Il parut en 1699 à Paris une Histoire des Chanoines, ou Recherches Historiques sur l’Ordre Canonique, par le P. Chaponel, Chanoine Régulier. Il y a un Livre intitulé, De Canonicorum Ordine Disquisitiones, dont le but principal est de montrer la différence que l’on a toujours mise dans l’Eglise entre les Moines & les Clercs, ou les Chanoines Réguliers, dont il établit d’abord l’antiquité ; sur quoi il distingue quatre sentimens. Le premier, qui est nouveau, selon cet Auteur, & que notre siècle a, dit-il, produit, veut que l’Ordre des Chanoines Réguliers n’ait commencé que dans le onzième siècle. Le second le fait remonter jusqu’au temps de Louis le Débonnaire & au Concile d’Aix-la-Chapelle tenu sous cet Empereur. Le troisième en attribue l’institution à S. Augustin. Le quatrième suppose qu’ils sont, quant à leur manière de vie, les successeurs des Apôtres & des premiers Clercs de l’Eglise. C’est ce dernier sentiment que l’Auteur de cet ouvrage embrasse, après avoir tâché de réfuter les autres, & de montrer en particulier, que S. Augustin n’est pas le premier qui ait institué des Chanoines Réguliers, pas même en Afrique ; & il prétend qu’à considérer les trois états différens dans lesquels vivent les Chanoines Réguliers en communauté, en particulier, dans des Paroisses, ou bien attachés à des Eglises séculières dans lesquelles ils ont des prébendes, leur vie ne peut passer que pour une institution apostolique, & une suite, une imitation de la manière de vie des premiers Clercs établis par les Apôtres. L’Auteur de l’Histoire des Chanoines est dans la même opinion, & tâche de montrer cette descendance.
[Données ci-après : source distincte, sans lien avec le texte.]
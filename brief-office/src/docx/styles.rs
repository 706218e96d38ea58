use crate::xml::escape_xml;
use brief_chart::Rgb;

/// Fonts and colors applied to a generated report.
#[derive(Debug, Clone, PartialEq)]
pub struct DocumentStyle {
    pub font: String,
    pub font_size_pt: f32,
    /// Heading and title color.
    pub accent: Rgb,
    pub text: Rgb,
}

impl Default for DocumentStyle {
    fn default() -> Self {
        Self {
            font: "Calibri".to_string(),
            font_size_pt: 11.0,
            accent: Rgb::new(0x00, 0x4c, 0x6d),
            text: Rgb::new(0x22, 0x22, 0x22),
        }
    }
}

impl DocumentStyle {
    /// Word sizes are in half-points.
    fn half_points(size_pt: f32) -> u32 {
        (size_pt * 2.0).round().max(2.0) as u32
    }

    pub(crate) fn styles_xml(&self) -> String {
        let font = escape_xml(&self.font);
        let body = Self::half_points(self.font_size_pt);
        let accent = self.accent.hex();
        let text = self.text.hex();

        let heading = |id: &str, name: &str, size_pt: f32, before: u32, outline: u8| {
            format!(
                r#"<w:style w:type="paragraph" w:styleId="{id}"><w:name w:val="{name}"/><w:basedOn w:val="Normal"/><w:next w:val="Normal"/><w:uiPriority w:val="9"/><w:qFormat/><w:pPr><w:keepNext/><w:keepLines/><w:spacing w:before="{before}" w:after="120"/><w:outlineLvl w:val="{outline}"/></w:pPr><w:rPr><w:b/><w:color w:val="{accent}"/><w:sz w:val="{sz}"/><w:szCs w:val="{sz}"/></w:rPr></w:style>"#,
                sz = Self::half_points(size_pt),
            )
        };

        format!(
            r#"<?xml version="1.0" encoding="UTF-8" standalone="yes"?>
<w:styles xmlns:w="{ns}"><w:docDefaults><w:rPrDefault><w:rPr><w:rFonts w:ascii="{font}" w:hAnsi="{font}" w:eastAsia="{font}" w:cs="{font}"/><w:color w:val="{text}"/><w:sz w:val="{body}"/><w:szCs w:val="{body}"/><w:lang w:val="en-US"/></w:rPr></w:rPrDefault><w:pPrDefault><w:pPr><w:spacing w:after="160" w:line="264" w:lineRule="auto"/></w:pPr></w:pPrDefault></w:docDefaults><w:style w:type="paragraph" w:default="1" w:styleId="Normal"><w:name w:val="Normal"/><w:qFormat/></w:style><w:style w:type="paragraph" w:styleId="Title"><w:name w:val="Title"/><w:basedOn w:val="Normal"/><w:next w:val="Normal"/><w:uiPriority w:val="10"/><w:qFormat/><w:pPr><w:spacing w:after="240"/><w:contextualSpacing/></w:pPr><w:rPr><w:b/><w:color w:val="{accent}"/><w:kern w:val="28"/><w:sz w:val="52"/><w:szCs w:val="52"/></w:rPr></w:style>{h1}{h2}<w:style w:type="paragraph" w:styleId="Caption"><w:name w:val="caption"/><w:basedOn w:val="Normal"/><w:next w:val="Normal"/><w:uiPriority w:val="35"/><w:qFormat/><w:pPr><w:spacing w:after="200"/></w:pPr><w:rPr><w:i/><w:iCs/><w:color w:val="{accent}"/><w:sz w:val="18"/><w:szCs w:val="18"/></w:rPr></w:style></w:styles>"#,
            ns = crate::xml::NS_W,
            h1 = heading("Heading1", "heading 1", 16.0, 360, 0),
            h2 = heading("Heading2", "heading 2", 13.0, 200, 1),
        )
    }
}

#[cfg(test)]
mod tests {
    use super::*;

    #[test]
    fn styles_carry_font_size_and_accent() {
        let style = DocumentStyle { font: "Georgia".to_string(), font_size_pt: 10.5, ..Default::default() };
        let xml = style.styles_xml();

        assert!(xml.contains(r#"w:ascii="Georgia""#));
        assert!(xml.contains(r#"<w:sz w:val="21"/>"#));
        for id in ["Normal", "Title", "Heading1", "Heading2", "Caption"] {
            assert!(xml.contains(&format!(r#"w:styleId="{id}""#)), "{id}");
        }
        assert!(xml.contains(r#"<w:color w:val="004C6D"/>"#));
    }
}
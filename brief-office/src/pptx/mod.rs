mod slide;
mod template;

pub use template::{SlideContent, populate_pptx};
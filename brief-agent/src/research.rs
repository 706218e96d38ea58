use crate::prompts::DEFAULT_RESEARCH_PROMPT;
use brief_core::{
    BriefError, CitationSource, Content, GenerateContentConfig, Llm, LlmRequest, Result,
    collect_response, render_prompt,
};
use brief_telemetry::Instrument;
use std::collections::HashMap;
use std::sync::Arc;

/// Research findings about one company.
#[derive(Debug, Clone, PartialEq)]
pub struct Research {
    pub company: String,
    pub text: String,
    /// Cited sources, deduplicated by URI in citation order.
    pub sources: Vec<CitationSource>,
}

/// The Hunter: asks a search-augmented model for a forensic audit of a company.
pub struct ResearchAgent {
    model: Arc<dyn Llm>,
    prompt: String,
    target_year: i32,
    temperature: Option<f32>,
    stream: bool,
}

impl std::fmt::Debug for ResearchAgent {
    fn fmt(&self, f: &mut std::fmt::Formatter<'_>) -> std::fmt::Result {
        f.debug_struct("ResearchAgent")
            .field("model", &self.model.name())
            .field("target_year", &self.target_year)
            .field("stream", &self.stream)
            .finish()
    }
}

impl ResearchAgent {
    pub fn new(model: Arc<dyn Llm>) -> Self {
        Self {
            model,
            prompt: DEFAULT_RESEARCH_PROMPT.to_string(),
            target_year: 2026,
            temperature: None,
            stream: false,
        }
    }

    pub fn with_prompt(mut self, prompt: impl Into<String>) -> Self {
        self.prompt = prompt.into();
        self
    }

    pub fn with_target_year(mut self, year: i32) -> Self {
        self.target_year = year;
        self
    }

    pub fn with_temperature(mut self, temperature: f32) -> Self {
        self.temperature = Some(temperature);
        self
    }

    pub fn with_stream(mut self, stream: bool) -> Self {
        self.stream = stream;
        self
    }

    fn build_request(&self, company: &str) -> Result<LlmRequest> {
        let year = self.target_year.to_string();
        let vars = HashMap::from([("company", company), ("year", year.as_str())]);
        let prompt = render_prompt(&self.prompt, &vars)?;

        let mut request = LlmRequest::new(self.model.name(), vec![Content::user(prompt)]);
        if self.temperature.is_some() {
            request = request.with_config(GenerateContentConfig {
                temperature: self.temperature,
                ..Default::default()
            });
        }
        Ok(request)
    }

    /// Runs the research call. Every failure propagates: a brief without
    /// research has nothing to say.
    pub async fn research(&self, company: &str) -> Result<Research> {
        let request = self.build_request(company)?;
        let span = brief_telemetry::model_call_span("hunter", self.model.name());

        let response = async {
            let stream = self.model.generate_content(request, self.stream).await?;
            collect_response(stream).await
        }
        .instrument(span)
        .await?;

        let text = response.text().trim().to_string();
        if text.is_empty() {
            return Err(BriefError::Agent(format!("research for '{company}' came back empty")));
        }

        let mut sources: Vec<CitationSource> = Vec::new();
        for source in response.citation_metadata.into_iter().flat_map(|c| c.citation_sources) {
            let duplicate = source.uri.is_some() && sources.iter().any(|s| s.uri == source.uri);
            if !duplicate {
                sources.push(source);
            }
        }

        brief_telemetry::info!(
            company = %company,
            chars = text.len(),
            sources = sources.len(),
            "research complete"
        );
        Ok(Research { company: company.to_string(), text, sources })
    }
}

#[cfg(test)]
mod tests {
    use super::*;
    use brief_core::{CitationMetadata, LlmResponse};
    use brief_model::MockLlm;

    fn reply(text: &str) -> LlmResponse {
        LlmResponse::new(Content::new("model").with_text(text))
    }

    fn source(uri: &str) -> CitationSource {
        CitationSource { uri: Some(uri.to_string()), title: None, publication_date: None }
    }

    #[tokio::test]
    async fn renders_company_and_year_into_prompt() {
        let model = Arc::new(MockLlm::new("sonar").with_response(reply("  OpEx up 9%  ")));
        let agent = ResearchAgent::new(model.clone())
            .with_prompt("Audit {company} in {year}")
            .with_target_year(2027);

        let research = agent.research("Contoso").await.unwrap();
        assert_eq!(research.text, "OpEx up 9%");
        assert!(research.sources.is_empty());

        let requests = model.requests();
        assert_eq!(requests.len(), 1);
        assert_eq!(requests[0].contents[0].text(), "Audit Contoso in 2027");
        assert_eq!(requests[0].model, "sonar");
    }

    #[tokio::test]
    async fn sources_are_deduplicated() {
        let mut response = reply("findings");
        response.citation_metadata = Some(CitationMetadata {
            citation_sources: vec![source("https://a.example/10-k"), source("https://b.example"), source("https://a.example/10-k")],
        });
        let model = Arc::new(MockLlm::new("sonar").with_response(response));

        let research = ResearchAgent::new(model).research("Contoso").await.unwrap();
        let uris: Vec<_> = research.sources.iter().filter_map(|s| s.uri.as_deref()).collect();
        assert_eq!(uris, ["https://a.example/10-k", "https://b.example"]);
    }

    #[tokio::test]
    async fn blank_reply_is_an_agent_error() {
        let model = Arc::new(MockLlm::new("sonar").with_response(reply("\n")));
        let err = ResearchAgent::new(model).research("Contoso").await.unwrap_err();
        assert!(matches!(err, BriefError::Agent(_)));
    }

    #[tokio::test]
    async fn model_errors_propagate() {
        let model = Arc::new(MockLlm::new("sonar").with_error("Perplexity API error (401, non-retryable)"));
        let err = ResearchAgent::new(model).research("Contoso").await.unwrap_err();
        assert!(matches!(err, BriefError::Model(_)));
    }

    #[tokio::test]
    async fn unknown_prompt_variable_fails_before_the_call() {
        let model = Arc::new(MockLlm::new("sonar").with_response(reply("x")));
        let agent = ResearchAgent::new(model.clone()).with_prompt("Audit {company} for {quarter}");
        assert!(matches!(agent.research("Contoso").await, Err(BriefError::Template(_))));
        assert!(model.requests().is_empty());
    }
}
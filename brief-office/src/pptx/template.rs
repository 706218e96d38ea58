use super::slide::{Frame, apply_edits, fill_edit, picture_xml, scan_slide};
use crate::package::{CONTENT_TYPES_PART, ContentTypes, Package, Relationships, rels_path_for, resolve_target};
use crate::xml::{REL_IMAGE, attribute, utf8, xml_error};
use brief_chart::Figure;
use brief_core::{BriefError, Result};
use quick_xml::Reader;
use quick_xml::events::Event;

const PRESENTATION_PART: &str = "ppt/presentation.xml";
/// 13.333in x 7.5in, the 16:9 default.
const DEFAULT_SLIDE_SIZE: (i64, i64) = (12_192_000, 6_858_000);

/// Text and picture destined for one slide.
#[derive(Debug, Clone, Default, PartialEq)]
pub struct SlideContent {
    pub title: Option<String>,
    /// One paragraph per line; a leading `- `, `* ` or `• ` is dropped.
    pub body: Option<String>,
    pub picture: Option<Figure>,
}

impl SlideContent {
    pub fn new() -> Self {
        Self::default()
    }

    pub fn with_title(mut self, title: impl Into<String>) -> Self {
        self.title = Some(title.into());
        self
    }

    pub fn with_body(mut self, body: impl Into<String>) -> Self {
        self.body = Some(body.into());
        self
    }

    pub fn with_picture(mut self, picture: Figure) -> Self {
        self.picture = Some(picture);
        self
    }
}

struct PresentationInfo {
    slide_rel_ids: Vec<String>,
    size: (i64, i64),
}

fn read_presentation(xml: &str) -> Result<PresentationInfo> {
    let mut reader = Reader::from_str(xml);
    let mut info = PresentationInfo { slide_rel_ids: Vec::new(), size: DEFAULT_SLIDE_SIZE };

    loop {
        match reader.read_event() {
            Ok(Event::Start(e) | Event::Empty(e)) => match e.name().as_ref() {
                b"p:sldId" => {
                    // The relationship id is the namespaced `r:id`, not the numeric `id`.
                    let rel_id = e
                        .attributes()
                        .flatten()
                        .find(|a| a.key.as_ref().ends_with(b":id"))
                        .and_then(|a| std::str::from_utf8(&a.value).ok().map(str::to_string));
                    if let Some(rel_id) = rel_id {
                        info.slide_rel_ids.push(rel_id);
                    }
                }
                b"p:sldSz" => {
                    let cx = attribute(&e, b"cx").and_then(|v| v.parse().ok());
                    let cy = attribute(&e, b"cy").and_then(|v| v.parse().ok());
                    if let (Some(cx), Some(cy)) = (cx, cy) {
                        info.size = (cx, cy);
                    }
                }
                _ => {}
            },
            Ok(Event::Eof) => break,
            Ok(_) => {}
            Err(e) => return Err(xml_error("malformed ppt/presentation.xml", e)),
        }
    }
    Ok(info)
}

/// Slide part names in presentation order.
fn slide_parts(package: &Package, info: &PresentationInfo) -> Result<Vec<String>> {
    let rels_part = rels_path_for(PRESENTATION_PART);
    let rels = Relationships::parse(&utf8(&rels_part, package.require(&rels_part)?)?)?;
    info.slide_rel_ids
        .iter()
        .map(|id| {
            rels.get(id)
                .map(|rel| resolve_target(PRESENTATION_PART, &rel.target))
                .ok_or_else(|| BriefError::Template(format!("slide relationship '{id}' not found")))
        })
        .collect()
}

fn next_media_index(package: &Package) -> usize {
    (1..)
        .find(|n| !package.contains(&format!("ppt/media/brief{n}.png")))
        .unwrap_or(1)
}

/// Fills the title and body placeholders of each slide, in presentation
/// order, and places the picture of each [`SlideContent`] on its slide.
pub fn populate_pptx(template: &[u8], contents: &[SlideContent]) -> Result<Vec<u8>> {
    let mut package = Package::from_bytes(template)?;
    let info = read_presentation(&utf8(PRESENTATION_PART, package.require(PRESENTATION_PART)?)?)?;
    let slides = slide_parts(&package, &info)?;

    if contents.len() > slides.len() {
        brief_telemetry::warn!(
            slides = slides.len(),
            contents = contents.len(),
            "template has fewer slides than contents; extra contents skipped"
        );
    }

    let mut added_picture = false;
    for (number, (slide_part, content)) in slides.iter().zip(contents).enumerate() {
        let number = number + 1;
        let xml = utf8(slide_part, package.require(slide_part)?)?;
        let layout = scan_slide(&xml)?;
        let mut edits = Vec::new();

        if let Some(title) = &content.title {
            match layout.title() {
                Some(shape) => edits.push(fill_edit(&xml, shape, title)?),
                None => brief_telemetry::warn!(slide = number, "slide has no title placeholder; title unused"),
            }
        }
        if let Some(body) = &content.body {
            match layout.body() {
                Some(shape) => edits.push(fill_edit(&xml, shape, body)?),
                None => brief_telemetry::warn!(slide = number, "slide has no body placeholder; body unused"),
            }
        }

        if let Some(figure) = &content.picture {
            let tree_end = layout.tree_end.ok_or_else(|| {
                BriefError::Template(format!("{slide_part} has no shape tree"))
            })?;
            let media = format!("brief{}.png", next_media_index(&package));

            let rels_part = rels_path_for(slide_part);
            let mut rels = match package.part(&rels_part) {
                Some(bytes) => Relationships::parse(&utf8(&rels_part, bytes)?)?,
                None => Relationships::new(),
            };
            let rel_id = rels.add(REL_IMAGE, &format!("../media/{media}"));

            let (slide_cx, slide_cy) = info.size;
            let frame = Frame::picture_area(slide_cx, slide_cy, figure.aspect_ratio());
            let pic = picture_xml(layout.max_shape_id + 1, &media, &rel_id, frame);
            edits.push((tree_end..tree_end, pic));

            package.set_part(format!("ppt/media/{media}"), figure.png.clone());
            package.set_part(rels_part, rels.to_xml().into_bytes());
            added_picture = true;
        }

        brief_telemetry::debug!(slide = number, part = %slide_part, edits = edits.len(), "filled slide");
        if !edits.is_empty() {
            package.set_part(slide_part.clone(), apply_edits(&xml, edits).into_bytes());
        }
    }

    if added_picture {
        let mut types = ContentTypes::parse(&utf8(CONTENT_TYPES_PART, package.require(CONTENT_TYPES_PART)?)?)?;
        if !types.has_default("png") {
            types.add_default("png", "image/png");
            package.set_part(CONTENT_TYPES_PART, types.to_xml().into_bytes());
        }
    }

    package.to_bytes()
}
Les Chanoines Réguliers ont eu de tout temps des contestations au sujet de la préséance au-dessus des Moines, qu’ils prétendent, comme fondés par les Apôtres, & faisant partie du Clergé. Pie V, par une bulle de l’an 1564, ordonna que les Chanoines Réguliers de Latran, qui est la première Eglise de Rome, précéderoient les Moines du Mont-Cassin ; mais les autres Chanoines Réguliers sont précédés à Rome dans les cérémonies par les Bénédictins, les Camaldules, les Religieux de Citeaux, ceux de Vallombreuse, les Feuillans, &c.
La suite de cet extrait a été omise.